Earlier this year we benchmarked the performance of NGINX Plus and created a sizing guide for deploying it on bare metal servers. NGINX Open Source and NGINX Plus are widely used for Layer 7 load balancing, also known as application load balancing.
[Editor – We update the sizing guide periodically to reflect changes in both NGINX Plus capabilities and hardware costs and performance. The link above is always to the latest guide.
For information about the performance of NGINX and NGINX Plus as a web server, see Testing the Performance of NGINX and NGINX Plus Web Servers.]

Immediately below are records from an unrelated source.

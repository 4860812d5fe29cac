// Copyright @yucwang 2026

use ndarray::{s, Array2, Array3, Array4, ArrayView4, ArrayView5};
use rayon::prelude::*;

use crate::core::field::GridSize;
use crate::kernels::cpu::blending::{blend_ray, blend_ray_grad};
use crate::kernels::cpu::grid::{volume_size, Footprint};
use crate::kernels::cpu::mapping::CoordinateMapping;
use crate::kernels::{BlendMode, CoordinateMode, RaymarchOptions, ViewParams};
use crate::math::constants::{Float, Matrix4f, Vector3f};

/// One ray per image pixel, sampled at every depth slice of the frustum.
pub(crate) struct RayMarcher<'a> {
    volume: ArrayView4<'a, Float>,
    mapping: CoordinateMapping,
    output_size: GridSize,
    options: &'a RaymarchOptions,
}

impl<'a> RayMarcher<'a> {
    pub(crate) fn new(
        volume: ArrayView4<'a, Float>,
        model: &Matrix4f,
        view: &ViewParams,
        output_size: GridSize,
        options: &'a RaymarchOptions,
    ) -> Self {
        let mapping = CoordinateMapping::new(
            model,
            view,
            volume_size(&volume),
            output_size,
            CoordinateMode::TransformLinDepth,
        );
        Self { volume, mapping, output_size, options }
    }

    fn footprint(&self, i: usize, j: usize, k: usize) -> Footprint {
        let q = Vector3f::new(i as Float + 0.5, j as Float + 0.5, k as Float + 0.5);
        Footprint::new(self.mapping.map(q), volume_size(&self.volume), self.options.interpolation, self.options.boundary)
    }

    fn gather_ray(&self, i: usize, j: usize, samples: &mut Array2<Float>) {
        samples.fill(0.0);
        for k in 0..self.output_size.depth {
            let mut row = samples.row_mut(k);
            if let Some(row) = row.as_slice_mut() {
                self.footprint(i, j, k).gather(&self.volume, 1.0, row);
            }
        }
    }

    /// Blended image `(H, W, C)`.
    pub(crate) fn march(&self) -> Array3<Float> {
        let channels = self.volume.shape()[3];
        let (height, width, depth) = (self.output_size.height, self.output_size.width, self.output_size.depth);

        let rows: Vec<Array2<Float>> = (0..height)
            .into_par_iter()
            .map(|j| {
                let mut row = Array2::<Float>::zeros((width, channels));
                let mut samples = Array2::<Float>::zeros((depth, channels));
                let mut pixel = Array2::<Float>::zeros((1, channels));
                for i in 0..width {
                    self.gather_ray(i, j, &mut samples);
                    blend_ray(samples.view(), self.options.blend_mode, false, pixel.view_mut());
                    row.row_mut(i).assign(&pixel.row(0));
                }
                row
            })
            .collect();

        let mut image = Array3::<Float>::zeros((height, width, channels));
        for (j, row) in rows.into_iter().enumerate() {
            image.slice_mut(s![j, .., ..]).assign(&row);
        }
        image
    }

    /// Adds the adjoint of `march` for image gradient `image_grad` (H,W,C)
    /// into `grad` (D,H,W,C). `image` is the forward result.
    pub(crate) fn scatter(&self, image: ArrayView5<Float>, image_grad: ArrayView5<Float>, index: (usize, usize), grad: &mut Array4<Float>) {
        let channels = self.volume.shape()[3];
        let (n, v) = index;
        let depth = self.output_size.depth;
        let additive = self.options.blend_mode == BlendMode::Additive;

        let mut samples = Array2::<Float>::zeros((depth, channels));
        let mut sample_grad = Array2::<Float>::zeros((depth, channels));
        let mut grad_view = grad.view_mut();
        for j in 0..self.output_size.height {
            for i in 0..self.output_size.width {
                let dy = image_grad.slice(s![n, v, j..j + 1, i, ..]);
                if dy.iter().all(|&g| g == 0.0) {
                    continue;
                }
                if !additive {
                    self.gather_ray(i, j, &mut samples);
                }
                let y = image.slice(s![n, v, j..j + 1, i, ..]);
                blend_ray_grad(dy, y, samples.view(), self.options.blend_mode, false, sample_grad.view_mut());
                for k in 0..depth {
                    let row = sample_grad.row(k);
                    if let Some(values) = row.as_slice() {
                        self.footprint(i, j, k).scatter(&mut grad_view, values);
                    }
                }
            }
        }
    }
}

#[cfg(test)]
mod tests {
    use super::*;
    use crate::core::grid_transform::GridTransform;

    #[test]
    fn test_additive_march_sums_depth_column() {
        let volume = Array4::<Float>::from_shape_fn((4, 2, 2, 1), |(k, j, i, _)| (k + 2 * j + i) as Float);
        let size = GridSize::new(4, 2, 2);
        let grid = GridTransform::unit_cube(size);
        let options = RaymarchOptions {
            interpolation: crate::kernels::Interpolation::Linear,
            boundary: crate::kernels::BoundaryMode::Border,
            blend_mode: BlendMode::Additive,
            global_sampling: false,
        };
        let marcher = RayMarcher::new(volume.view(), grid.model_matrix(), &ViewParams::identity(), size, &options);
        let image = marcher.march();
        assert_eq!(image.dim(), (2, 2, 1));
        // column (j=1, i=0): sum over k of k + 2
        assert!((image[[1, 0, 0]] - 14.0).abs() < 1e-4);
    }
}
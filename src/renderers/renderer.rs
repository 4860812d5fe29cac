// Copyright @yucwang 2026

use std::sync::Arc;

use ndarray::{concatenate, s, Array3, Array4, Axis, Zip};

use crate::core::differentiable::Differentiable;
use crate::core::error::{RenderError, Result};
use crate::core::field::{channels, check_grid, DensityVolume, GridSize, ImageBatch, ViewField, VolumeField};
use crate::core::grid_transform::GridTransform;
use crate::core::settings::RendererSettings;
use crate::kernels::cpu::CpuKernels;
use crate::kernels::KernelBackend;
use crate::math::constants::Float;
use crate::renderers::lighting::LightSource;
use crate::renderers::tonemap::Tonemap;
use crate::renderers::transform_sampler::{CameraSampling, StepScale};
use crate::sensors::camera::{Camera, LutDirection};

pub type FieldOp = Box<dyn Fn(VolumeField) -> Result<VolumeField> + Send + Sync>;
pub type ViewFieldOp = Box<dyn Fn(ViewField) -> Result<ViewField> + Send + Sync>;

/// User hooks applied in order at the stages of a render call. Hooks only
/// transform forward values; a render with GRID, FRUSTUM or IMAGE hooks
/// carries no backward rule.
#[derive(Default)]
pub struct CustomOps {
    /// Density before lighting, `(N, D, H, W, 1)`.
    pub density: Vec<FieldOp>,
    /// Lit field before sampling, `(N, D, H, W, C)`.
    pub grid: Vec<FieldOp>,
    /// Sampled frustum grids, `(N, V, D', H', W', C)`. Disables fused rendering.
    pub frustum: Vec<ViewFieldOp>,
    /// Raw images, `(N, V, H', W', C)`.
    pub image: Vec<FieldOp>,
}

impl CustomOps {
    fn touches_render(&self) -> bool {
        !(self.grid.is_empty() && self.frustum.is_empty() && self.image.is_empty())
    }
}

fn apply_ops<T>(mut value: T, ops: &[Box<dyn Fn(T) -> Result<T> + Send + Sync>]) -> Result<T> {
    for op in ops {
        value = op(value)?;
    }
    Ok(value)
}

pub struct RenderOptions {
    /// Drop the density channel from the images.
    pub cut_alpha: bool,
    /// One `(H, W, C)` background per camera, added behind the volume.
    pub background: Option<Vec<Array3<Float>>>,
    pub monochrome: bool,
    /// Render every camera on its own instead of per resolution group.
    pub split_cameras: bool,
    pub custom_ops: CustomOps,
    pub tonemapping: Tonemap,
}

impl Default for RenderOptions {
    fn default() -> Self {
        Self {
            cut_alpha: true,
            background: None,
            monochrome: false,
            split_cameras: false,
            custom_ops: CustomOps::default(),
            tonemapping: Tonemap::None,
        }
    }
}

/// Cameras of one resolution and static status, with their input positions.
#[derive(Debug, Clone)]
pub struct CameraGroup {
    pub resolution: GridSize,
    pub is_static: bool,
    pub indices: Vec<usize>,
    pub cameras: Vec<Arc<Camera>>,
}

/// Groups cameras by static status (non-static groups first), then by
/// resolution in first-seen order.
pub fn sort_cameras(cameras: &[Arc<Camera>]) -> Vec<CameraGroup> {
    let mut groups: Vec<CameraGroup> = Vec::new();
    for is_static in [false, true] {
        let start = groups.len();
        for (index, camera) in cameras.iter().enumerate().filter(|(_, c)| c.is_static() == is_static) {
            match groups[start..].iter_mut().find(|g| g.resolution == camera.resolution()) {
                Some(group) => {
                    group.indices.push(index);
                    group.cameras.push(Arc::clone(camera));
                }
                None => groups.push(CameraGroup {
                    resolution: camera.resolution(),
                    is_static,
                    indices: vec![index],
                    cameras: vec![Arc::clone(camera)],
                }),
            }
        }
    }
    groups
}

/// `(N, V, D, H, W, C)` to `(N * V, D, H, W, C)`.
fn merge_views(field: ViewField) -> Result<VolumeField> {
    let (n, v, d, h, w, c) = field.dim();
    let field = if field.is_standard_layout() { field } else { field.as_standard_layout().into_owned() };
    field.into_shape((n * v, d, h, w, c)).map_err(|e| RenderError::Shape(e.to_string()))
}

fn split_views(field: VolumeField, views: usize) -> Result<ViewField> {
    let (nv, d, h, w, c) = field.dim();
    let field = if field.is_standard_layout() { field } else { field.as_standard_layout().into_owned() };
    field.into_shape((nv / views.max(1), views, d, h, w, c)).map_err(|e| RenderError::Shape(e.to_string()))
}

/// `(N * V, 1, H, W, C)` blend output to `(N, V, H, W, C)` images.
fn blended_to_images(blended: VolumeField, views: usize) -> Result<VolumeField> {
    let (nv, _, h, w, c) = blended.dim();
    let blended = if blended.is_standard_layout() { blended } else { blended.as_standard_layout().into_owned() };
    blended.into_shape((nv / views.max(1), views, h, w, c)).map_err(|e| RenderError::Shape(e.to_string()))
}

fn images_to_blended(images: &VolumeField) -> Result<VolumeField> {
    let (n, v, h, w, c) = images.dim();
    images
        .as_standard_layout()
        .into_owned()
        .into_shape((n * v, 1, h, w, c))
        .map_err(|e| RenderError::Shape(e.to_string()))
}

fn pad_image(image: ImageBatch, camera: &Camera) -> ImageBatch {
    match camera.scissor_pad() {
        None => image,
        Some(pad) => {
            let (n, h, w, c) = image.dim();
            let mut padded = Array4::<Float>::zeros((n, h + pad.top + pad.bottom, w + pad.left + pad.right, c));
            padded
                .slice_mut(s![.., pad.top..pad.top + h, pad.left..pad.left + w, ..])
                .assign(&image);
            padded
        }
    }
}

/// Differentiable volume renderer over an injected kernel backend.
pub struct Renderer {
    kernels: Arc<dyn KernelBackend>,
    settings: RendererSettings,
}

The sizing guide outlines the performance you can expect to achieve with NGINX Plus running on various server sizes, along with the estimated costs for the hardware. You can use the sizing guide to appropriately spec out NGINX Plus deployments, and to avoid over‑provisioning – which costs you money immediately – or under‑provisioning – which can cause performance problems, and cost you money in the long run – as much as possible.
We’ve had a lot of interest in the sizing guide, along with questions about the methodology we used, from customers and others interested in reproducing our results. This blog post provides an overview of the testing we performed to achieve the results presented in the sizing guide. It covers the topology we used, the tests we ran, and how we found the prices listed in the sizing guide.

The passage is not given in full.